Занимаешься ли ты Бурят-монгольской антологией? Если это не трудно, я тоже хочу. Очень интересно съездить туда.
Неужто все 12 стихотворений о Белоруссии? Думаю, что нет, ведь ты собирался коснуться и других направлений.
Когда же ты наконец приедешь? Может, это письмо опять же тебя не застанет? Привези мне сливочной помадки. Мой красный кот, который приехал со мной в Болшево и теперь будет ездить со мной повсюду, сейчас повернулся и спросил, кому я пишу письмо. Я сказала, что Володе, и он удовлетворенно повел усами. Стало быть, мы вместе тебя целуем и ждем в Москву поскорей.
Маргарита.
(Без даты)
Милый мой дружище!
Сейчас 3 часа ночи, только что от меня ушли Мишка[443] и Павлик[444], порядочно накричав. Мы читали вслух любимые стихи любимых поэтов. Надо бы спать, но такое родное пришло от тебя письмо сегодня, что хочется сегодня же тебе написать. Так вот, просто написать ни о чем, потому что новостей никаких нет. Никаких-никаких, любопытная рыба, никакусеньких.

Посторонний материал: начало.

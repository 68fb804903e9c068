//! Categorical orbit vocabularies
//!
//! Each enum knows its handbook spelling (`as_str`, used for persistence), the
//! suffix it contributes to a composite orbit label, and the fixed order in
//! which the classifier tests its values (`ALL`).

use serde::{Deserialize, Serialize};
use std::fmt;
use std::str::FromStr;

use crate::errors::CeosError;

/// Orbit type as published by the handbook
#[derive(Debug, Clone, PartialEq, Eq, Hash, PartialOrd, Ord, Serialize, Deserialize)]
pub enum OrbitType {
    Geostationary,
    SunSynchronous,
    InclinedNonSunSynchronous,
    HighlyElliptical,
    /// Announced but not yet decided
    Tbd,
    /// Any other published value, kept verbatim
    Other(String),
}

impl OrbitType {
    pub fn as_str(&self) -> &str {
        match self {
            OrbitType::Geostationary => "Geostationary",
            OrbitType::SunSynchronous => "Sun-synchronous",
            OrbitType::InclinedNonSunSynchronous => "Inclined non-sun-synchronous",
            OrbitType::HighlyElliptical => "Highly elliptical",
            OrbitType::Tbd => "TBD",
            OrbitType::Other(raw) => raw,
        }
    }

    /// Whether the mission counts towards the classifier population.
    pub fn is_known(&self) -> bool {
        !matches!(self, OrbitType::Tbd)
    }

    /// Parse an optional handbook value; blank text means "no orbit data".
    pub fn parse_optional(raw: &str) -> Option<Self> {
        let trimmed = raw.trim();
        if trimmed.is_empty() {
            return None;
        }
        trimmed.parse().ok()
    }
}

impl FromStr for OrbitType {
    type Err = CeosError;

    /// Never fails for non-blank input: unrecognised values become `Other`.
    fn from_str(s: &str) -> Result<Self, Self::Err> {
        let trimmed = s.trim();
        if trimmed.is_empty() {
            return Err(CeosError::UnknownCategory {
                attribute: "orbit_type",
                value: s.to_string(),
            });
        }
        let normalized = trimmed.to_ascii_lowercase().replace(',', "");
        let parsed = match normalized.as_str() {
            "geostationary" => OrbitType::Geostationary,
            "sun-synchronous" => OrbitType::SunSynchronous,
            "inclined non-sun-synchronous" => OrbitType::InclinedNonSunSynchronous,
            "highly elliptical" => OrbitType::HighlyElliptical,
            "tbd" => OrbitType::Tbd,
            _ => OrbitType::Other(trimmed.to_string()),
        };
        Ok(parsed)
    }
}

impl fmt::Display for OrbitType {
    fn fmt(&self, f: &mut fmt::Formatter<'_>) -> fmt::Result {
        f.write_str(self.as_str())
    }
}

/// Inclination band
#[derive(Debug, Clone, Copy, PartialEq, Eq, Hash, PartialOrd, Ord, Serialize, Deserialize)]
pub enum InclinationClass {
    Equatorial,
    NearEquatorial,
    MidLatitude,
    NearPolar,
    Polar,
}

impl InclinationClass {
    /// Classifier test order
    pub const ALL: [InclinationClass; 5] = [
        InclinationClass::Equatorial,
        InclinationClass::NearEquatorial,
        InclinationClass::MidLatitude,
        InclinationClass::NearPolar,
        InclinationClass::Polar,
    ];

    pub fn as_str(&self) -> &'static str {
        match self {
            InclinationClass::Equatorial => "Equatorial",
            InclinationClass::NearEquatorial => "Near Equatorial",
            InclinationClass::MidLatitude => "Mid Latitude",
            InclinationClass::NearPolar => "Near Polar",
            InclinationClass::Polar => "Polar",
        }
    }

    pub fn label_suffix(&self) -> &'static str {
        match self {
            InclinationClass::Equatorial => "Eq",
            InclinationClass::NearEquatorial => "NearEq",
            InclinationClass::MidLatitude => "MidLat",
            InclinationClass::NearPolar => "NearPo",
            InclinationClass::Polar => "Po",
        }
    }

    pub fn index(&self) -> usize {
        *self as usize
    }

    pub fn from_label_suffix(suffix: &str) -> Option<Self> {
        Self::ALL.into_iter().find(|c| c.label_suffix() == suffix)
    }
}

impl FromStr for InclinationClass {
    type Err = CeosError;

    fn from_str(s: &str) -> Result<Self, Self::Err> {
        let compact: String = s.split_whitespace().collect::<String>().to_ascii_lowercase();
        match compact.as_str() {
            "equatorial" => Ok(InclinationClass::Equatorial),
            "nearequatorial" => Ok(InclinationClass::NearEquatorial),
            "midlatitude" => Ok(InclinationClass::MidLatitude),
            "nearpolar" => Ok(InclinationClass::NearPolar),
            "polar" => Ok(InclinationClass::Polar),
            _ => Err(CeosError::UnknownCategory {
                attribute: "orbit_inclination_class",
                value: s.to_string(),
            }),
        }
    }
}

/// Altitude band
#[derive(Debug, Clone, Copy, PartialEq, Eq, Hash, PartialOrd, Ord, Serialize, Deserialize)]
pub enum AltitudeClass {
    VeryLow,
    Low,
    Medium,
    High,
    VeryHigh,
}

impl AltitudeClass {
    /// Classifier test order
    pub const ALL: [AltitudeClass; 5] = [
        AltitudeClass::VeryLow,
        AltitudeClass::Low,
        AltitudeClass::Medium,
        AltitudeClass::High,
        AltitudeClass::VeryHigh,
    ];

    pub fn as_str(&self) -> &'static str {
        match self {
            AltitudeClass::VeryLow => "VL",
            AltitudeClass::Low => "L",
            AltitudeClass::Medium => "M",
            AltitudeClass::High => "H",
            AltitudeClass::VeryHigh => "VH",
        }
    }

    pub fn label_suffix(&self) -> &'static str {
        self.as_str()
    }

    pub fn index(&self) -> usize {
        *self as usize
    }

    pub fn from_label_suffix(suffix: &str) -> Option<Self> {
        Self::ALL.into_iter().find(|c| c.label_suffix() == suffix)
    }
}

impl FromStr for AltitudeClass {
    type Err = CeosError;

    fn from_str(s: &str) -> Result<Self, Self::Err> {
        Self::ALL
            .into_iter()
            .find(|c| c.as_str().eq_ignore_ascii_case(s.trim()))
            .ok_or_else(|| CeosError::UnknownCategory {
                attribute: "orbit_altitude_class",
                value: s.to_string(),
            })
    }
}

/// Local solar time class of a sun-synchronous orbit
#[derive(Debug, Clone, Copy, PartialEq, Eq, Hash, PartialOrd, Ord, Serialize, Deserialize)]
pub enum LstClass {
    DawnDusk,
    Am,
    Noon,
    Pm,
}

impl LstClass {
    pub const ALL: [LstClass; 4] = [LstClass::DawnDusk, LstClass::Am, LstClass::Noon, LstClass::Pm];

    /// Classifier test order; a later admitted class overrides an earlier one.
    pub const TEST_ORDER: [LstClass; 4] = [LstClass::DawnDusk, LstClass::Am, LstClass::Noon, LstClass::Pm];

    pub fn as_str(&self) -> &'static str {
        match self {
            LstClass::DawnDusk => "DD",
            LstClass::Am => "AM",
            LstClass::Noon => "Noon",
            LstClass::Pm => "PM",
        }
    }

    pub fn label_suffix(&self) -> &'static str {
        self.as_str()
    }

    pub fn index(&self) -> usize {
        *self as usize
    }

    pub fn from_label_suffix(suffix: &str) -> Option<Self> {
        Self::ALL.into_iter().find(|c| c.label_suffix() == suffix)
    }
}

impl FromStr for LstClass {
    type Err = CeosError;

    fn from_str(s: &str) -> Result<Self, Self::Err> {
        Self::ALL
            .into_iter()
            .find(|c| c.as_str().eq_ignore_ascii_case(s.trim()))
            .ok_or_else(|| CeosError::UnknownCategory {
                attribute: "orbit_lst_class",
                value: s.to_string(),
            })
    }
}

/// Repeat cycle class; a mission without one has no class at all
#[derive(Debug, Clone, Copy, PartialEq, Eq, Hash, PartialOrd, Ord, Serialize, Deserialize)]
pub enum RepeatCycleClass {
    Short,
    Long,
}

impl RepeatCycleClass {
    pub fn as_str(&self) -> &'static str {
        match self {
            RepeatCycleClass::Short => "Short",
            RepeatCycleClass::Long => "Long",
        }
    }
}

impl FromStr for RepeatCycleClass {
    type Err = CeosError;

    fn from_str(s: &str) -> Result<Self, Self::Err> {
        match s.trim().to_ascii_lowercase().as_str() {
            "short" => Ok(RepeatCycleClass::Short),
            "long" => Ok(RepeatCycleClass::Long),
            _ => Err(CeosError::UnknownCategory {
                attribute: "repeat_cycle_class",
                value: s.to_string(),
            }),
        }
    }
}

Сегодня был вечер в ЦДКА («Знамя»), мы все повытрющивались в меру для среднего удовольствия мало заинтересованных военных товарищей и их боевых подруг.
Ребята сидят в Переделкине. Костя Симонов выдавил еще одну поэму «Детство» — первую часть трилогии. Ему не надо, как нам с тобой, ждать «общего» настроения, взрываться в небо, носиться с какими-то даже еще не строчками, а вздохами и задыханиями, которым суждено стать стихами. Если в его творчестве и участвуют активно какие-нибудь нервы, то только седалищные, и я не завидую ему в этом. Мне сладко мучиться, сладко дуреть от подступающих стихов.
Женька[445] пишет пьесу. Исбах отрывает (?) Валю. Матуся просит тебе передать, чтобы ты не беспокоился, что он, слава богу, не похудел. О Коле, если ты думаешь, Николая Семеновича Тихонова я со времени его отъезда из Москвы ничего не знаю. Павлик тебя любит — верный наш дружок.
Все ждут от тебя много новых хороших стихов, верят, что они будут, и, в этом смысле, говорят о тебе много хороших слов. И все твои дела на сегодня — это твои стихи, и они в твоих руках.
Мы: я, Павлик, Мишка и Щипачев, числа 25-го уезжаем в Киев на выступления, дней на 6, после чего я собираюсь остаться недельки на две под Киевом в Ирпене, в Доме творчества. Это тот самый Ирпень, который «память о людях и лете».